The Plone community runs a documentation team which is responsible for keeping the Plone documentation coherent. To reach this team for any questions please contact

For news and updates you can also follow PloneDocs on twitter.

If you want to know more about the work-flow, long term ideas and other upcoming improvements you can check the board on Trello.

License

The Plone Documentation by Plone Foundation is licensed under a Creative Commons Attribution 4.0 International License.

If you want to contribute to this documentation, you can do so directly by making a pull request, if you have filled out a Contributor Agreement.

If you haven't filled in a Contributor Agreement, you can still contribute. Contact the Documentation team, for instance via the mailinglist or directly send a mail to plone-docs@lists.sourceforge.net Basically, all we need is your written confirmation that you are agreeing your contribution can be under Creative Commons. You can also add in a comment with your pull request "I, <full name>, agree to have this published under Creative Commons 4.0 International BY".

Workflow

The documentation is hosted on github. And there are tools hooked directly into it:

  • there are branches for the different versions of Plone
  • translation hooks with Transifex are in place
  • some external documentation is pulled in, to collect all the documentation in one place.

For these reasons, it is important we keep the documentation coherent. Therefore, we follow a simple workflow, which we ask all contributors to respect:

Please DO NOT commit to master directly. Even for the smallest and most trivial fix. ALWAYS open a pull request and ask somebody else to merge your code. NEVER merge it yourself.

Your pull requests may be checked for spelling, and clarity. So don't hesitate to contribute also if English is not your first language, we will try to be helpful in corrections without being annoying.

If you don't get feedback on your pull request in a day please come to #plone-docs and ask.

The main goal of this process is not to annoy you. On the contrary, we love your contributions.

But the documentation team also wants to keep the documentation in good shape.

Editing the documentation on GitHub

This is the recommended way for smaller changes, and for people who are not familiar with Git.

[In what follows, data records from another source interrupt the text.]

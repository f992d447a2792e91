//! Paged sort benchmark - Main Entry Point

use anyhow::Result;
use clap::Parser;

mod cli;

fn main() -> Result<()> {
    env_logger::init();
    let cli = cli::Cli::parse();
    cli::run(cli)
}
//! FaultSource port - the fault interception mechanism.
//!
//! The engine consumes faults from this port and answers them with three
//! primitives: install a frame at a page, change a page's protection, and
//! revoke a page so the next access faults again.

use std::io;
use std::sync::Arc;
use core::time::Duration;

use bitflags::bitflags;

use crate::domain::{slot_arena::Frame, value_objects::PageAddress};

bitflags! {
    /// Access rights of an installed page.
    #[derive(Debug, Clone, Copy, PartialEq, Eq, Hash)]
    pub struct Protection: u8 {
        /// Reads are allowed.
        const READ = 1 << 0;
        /// Writes are allowed.
        const WRITE = 1 << 1;
    }
}

/// One access that found no usable page.
#[derive(Debug, Clone, Copy, PartialEq, Eq, Hash)]
pub struct FaultEvent {
    address: u64,
    is_write: bool,
}

impl FaultEvent {
    /// Create a fault notification for `address`.
    pub const fn new(address: u64, is_write: bool) -> Self {
        Self { address, is_write }
    }

    /// Faulting address (not necessarily page aligned).
    #[inline]
    pub const fn address(&self) -> u64 {
        self.address
    }

    /// Whether the faulting access was a write.
    #[inline]
    pub const fn is_write(&self) -> bool {
        self.is_write
    }
}

/// Port for the mechanism that delivers faults and maps frames.
///
/// A page is resident once [`install_page`](FaultSource::install_page)
/// returns. Installing read-only makes the next write raise a write fault,
/// which is how the engine learns a page became dirty.
pub trait FaultSource: Send + Sync {
    /// Wait up to `timeout` for the next fault.
    ///
    /// Returns `Ok(None)` when nothing arrived in time, so servicing threads
    /// can check for a stop request.
    ///
    /// # Errors
    ///
    /// Returns an error if the notification channel failed.
    fn next_fault(&self, timeout: Duration) -> io::Result<Option<FaultEvent>>;

    /// Make `frame` the memory behind `page` and wake accesses waiting on it.
    ///
    /// # Errors
    ///
    /// Returns an error if the page could not be mapped.
    fn install_page(&self, page: PageAddress, frame: Arc<Frame>, protection: Protection) -> io::Result<()>;

    /// Change the protection of an installed page.
    ///
    /// # Errors
    ///
    /// Returns an error if the page is not installed.
    fn protect(&self, page: PageAddress, protection: Protection) -> io::Result<()>;

    /// Unmap `page` so later accesses fault instead of touching its frame.
    ///
    /// Revoking a page that is not installed is not an error.
    ///
    /// # Errors
    ///
    /// Returns an error if the mapping could not be removed.
    fn revoke(&self, page: PageAddress) -> io::Result<()>;

    /// Report that a fault could not be resolved.
    ///
    /// The default implementation does nothing, leaving the access to
    /// fault again.
    fn reject(&self, event: FaultEvent, reason: &str) {
        let _ = (event, reason);
    }

    /// Stop delivering faults; accesses still waiting for a page fail.
    ///
    /// Called first when a region is unmapped. The default does nothing.
    fn close(&self) {}
}
//! Residency state of a tracked page.

/// Where a tracked page is in its lifecycle.
///
/// Pages transition through these states:
/// - Filling: a slot is reserved and a Store read is in progress
/// - Present: installed and resolvable without touching the Store
/// - Leaving: handed to a flusher; no other thread may touch it until the
///   flusher removes it (or gives it back after a failed write-back)
#[derive(Debug, Clone, Copy, PartialEq, Eq)]
pub enum PageState {
    /// Slot reserved, fill from the Store in progress.
    Filling,
    /// Resident and installed.
    Present,
    /// Owned by an in-flight work item.
    Leaving,
}

impl PageState {
    /// Check if the page is resident and available to faults and sweeps.
    #[inline]
    pub const fn is_present(&self) -> bool {
        matches!(self, PageState::Present)
    }

    /// Check if another thread currently owns the page.
    #[inline]
    pub const fn is_busy(&self) -> bool {
        matches!(self, PageState::Filling | PageState::Leaving)
    }
}

impl Default for PageState {
    fn default() -> Self {
        Self::Filling
    }
}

  • Go to Plone Documentation on GitHub.
  • Press the Fork button. This will create your own personal copy of the documentation.
  • Edit files using GitHub's text editor in your web browser
  • Fill in the Commit changes-textbox at the end of the page telling why you did the changes. Press the Commit changes-button next to it when done.
  • Then head to the green New pull request-button (e.g. by navigating to your fork's root and clicking "Pull requests" on the right menu-bar, or directly via https://github.com/yourGitHubUserName/documentation/pulls), you won't need to fill in any additional text. Just press New pull request button, finally click "Send pull request".
  • Your changes are now queued for review under project's Pull requests tab on Github.
  • For more information about writing documentation please read the styleguide and also this.
  • You will receive a message when your request has been integrated into the documentation. At that moment, feel free to delete the copy of the documentation you created under your account on github. Next time you contribute, just fork again. That way you'll always have a fresh copy of the documentation to work on.

Pull request checklist

Making a good pull request makes life easier for everybody:

  • The title and description of a pull request MUST be descriptive and need to reflect the changes. So please say "grammar fixes on the intro page" or "new page: feature x explained as a user story"

If you can state for which versions of Plone your submissions are valid, that would be awesome.

Editing the documentation using git

This is the recommended method of editing the documentation for advanced users.

  • Learn about Sphinx and restructured text.
  • Fork the documentation source files into your own repository
  • Edit the file(s) which you want to update.
  • Check that you do not have any syntax errors or typos
  • Commit your changes and create and open pull request.

For more information about writing documentation please read the styleguide and also this.

Translation

We use Transifex for translation. Thanks to that it is really easy to contribute to translation.